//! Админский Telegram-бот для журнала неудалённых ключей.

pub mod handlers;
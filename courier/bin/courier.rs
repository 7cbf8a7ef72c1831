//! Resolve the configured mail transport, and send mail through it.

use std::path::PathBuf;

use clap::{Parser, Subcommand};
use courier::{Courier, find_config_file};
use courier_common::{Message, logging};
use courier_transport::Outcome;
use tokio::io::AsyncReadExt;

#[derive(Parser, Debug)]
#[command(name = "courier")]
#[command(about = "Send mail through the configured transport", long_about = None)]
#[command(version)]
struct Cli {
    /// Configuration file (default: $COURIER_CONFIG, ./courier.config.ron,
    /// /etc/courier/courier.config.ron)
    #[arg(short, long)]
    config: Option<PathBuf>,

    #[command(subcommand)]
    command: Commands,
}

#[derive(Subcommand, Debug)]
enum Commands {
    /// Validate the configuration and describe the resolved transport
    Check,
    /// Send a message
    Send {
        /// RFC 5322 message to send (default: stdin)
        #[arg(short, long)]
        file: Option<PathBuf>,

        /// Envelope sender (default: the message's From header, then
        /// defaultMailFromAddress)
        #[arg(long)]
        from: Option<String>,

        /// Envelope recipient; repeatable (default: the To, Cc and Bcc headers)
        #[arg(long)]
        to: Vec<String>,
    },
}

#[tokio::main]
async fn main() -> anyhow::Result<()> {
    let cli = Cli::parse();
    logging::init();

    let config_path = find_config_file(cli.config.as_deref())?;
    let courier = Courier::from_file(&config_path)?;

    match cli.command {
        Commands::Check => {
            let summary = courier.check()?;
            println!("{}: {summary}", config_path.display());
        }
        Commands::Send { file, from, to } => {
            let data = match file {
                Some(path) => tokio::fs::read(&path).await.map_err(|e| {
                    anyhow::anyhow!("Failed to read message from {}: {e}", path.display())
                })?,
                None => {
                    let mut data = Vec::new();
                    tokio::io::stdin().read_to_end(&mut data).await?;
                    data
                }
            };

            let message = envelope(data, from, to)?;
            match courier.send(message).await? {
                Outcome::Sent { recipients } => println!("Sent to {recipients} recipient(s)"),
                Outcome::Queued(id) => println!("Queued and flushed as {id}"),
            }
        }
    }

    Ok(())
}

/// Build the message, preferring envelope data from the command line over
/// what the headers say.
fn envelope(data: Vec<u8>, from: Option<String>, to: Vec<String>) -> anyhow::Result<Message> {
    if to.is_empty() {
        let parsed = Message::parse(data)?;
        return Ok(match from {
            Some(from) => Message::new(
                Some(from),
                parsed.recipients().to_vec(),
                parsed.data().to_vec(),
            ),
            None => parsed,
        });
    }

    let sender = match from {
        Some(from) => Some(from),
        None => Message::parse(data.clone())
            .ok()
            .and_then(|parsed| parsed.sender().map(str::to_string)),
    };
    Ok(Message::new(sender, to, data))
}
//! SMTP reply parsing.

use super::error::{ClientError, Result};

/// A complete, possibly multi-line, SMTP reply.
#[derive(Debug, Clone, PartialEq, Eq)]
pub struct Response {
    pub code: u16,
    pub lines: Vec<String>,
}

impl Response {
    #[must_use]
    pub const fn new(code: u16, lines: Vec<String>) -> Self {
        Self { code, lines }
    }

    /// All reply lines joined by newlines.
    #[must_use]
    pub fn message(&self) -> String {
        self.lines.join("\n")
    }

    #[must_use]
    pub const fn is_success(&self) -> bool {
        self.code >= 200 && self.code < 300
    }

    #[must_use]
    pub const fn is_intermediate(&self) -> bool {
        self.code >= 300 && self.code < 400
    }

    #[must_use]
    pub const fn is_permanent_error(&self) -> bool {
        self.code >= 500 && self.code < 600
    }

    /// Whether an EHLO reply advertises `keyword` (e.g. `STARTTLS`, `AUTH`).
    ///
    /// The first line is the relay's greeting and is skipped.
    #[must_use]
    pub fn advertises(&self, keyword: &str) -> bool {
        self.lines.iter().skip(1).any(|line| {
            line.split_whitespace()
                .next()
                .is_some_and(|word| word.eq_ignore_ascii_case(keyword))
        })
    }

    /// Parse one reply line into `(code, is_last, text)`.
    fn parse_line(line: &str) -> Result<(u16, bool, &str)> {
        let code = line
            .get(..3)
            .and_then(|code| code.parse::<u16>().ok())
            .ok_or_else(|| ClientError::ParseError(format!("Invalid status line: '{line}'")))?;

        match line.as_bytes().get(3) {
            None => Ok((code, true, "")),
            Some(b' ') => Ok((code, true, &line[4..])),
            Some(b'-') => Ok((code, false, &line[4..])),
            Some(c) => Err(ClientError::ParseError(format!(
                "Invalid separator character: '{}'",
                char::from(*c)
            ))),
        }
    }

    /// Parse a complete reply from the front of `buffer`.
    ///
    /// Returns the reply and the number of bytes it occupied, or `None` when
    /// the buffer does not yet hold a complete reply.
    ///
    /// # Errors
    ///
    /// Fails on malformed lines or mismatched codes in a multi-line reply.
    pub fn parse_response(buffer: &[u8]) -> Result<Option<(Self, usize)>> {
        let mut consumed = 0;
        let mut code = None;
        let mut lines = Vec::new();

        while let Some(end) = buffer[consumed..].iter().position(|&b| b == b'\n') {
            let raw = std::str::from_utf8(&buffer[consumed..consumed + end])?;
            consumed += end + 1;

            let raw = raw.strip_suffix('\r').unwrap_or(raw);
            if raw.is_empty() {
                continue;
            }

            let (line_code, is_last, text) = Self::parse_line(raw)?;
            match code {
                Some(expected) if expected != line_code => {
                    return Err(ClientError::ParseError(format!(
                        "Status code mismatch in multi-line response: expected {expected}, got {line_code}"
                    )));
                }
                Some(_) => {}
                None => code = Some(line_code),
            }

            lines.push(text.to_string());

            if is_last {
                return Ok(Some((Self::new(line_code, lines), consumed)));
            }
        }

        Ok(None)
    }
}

= = = = =

# Problem requirements:
Reproduce the line containing "Some(expected) if expected" and every line after it. Stop at the last line of the records, and add nothing.

# Task response:
                Some(expected) if expected != line_code => {
                    return Err(ClientError::ParseError(format!(
                        "Status code mismatch in multi-line response: expected {expected}, got {line_code}"
                    )));
                }
                Some(_) => {}
                None => code = Some(line_code),
            }

            lines.push(text.to_string());

            if is_last {
                return Ok(Some((Self::new(line_code, lines), consumed)));
            }
        }

        Ok(None)
    }
}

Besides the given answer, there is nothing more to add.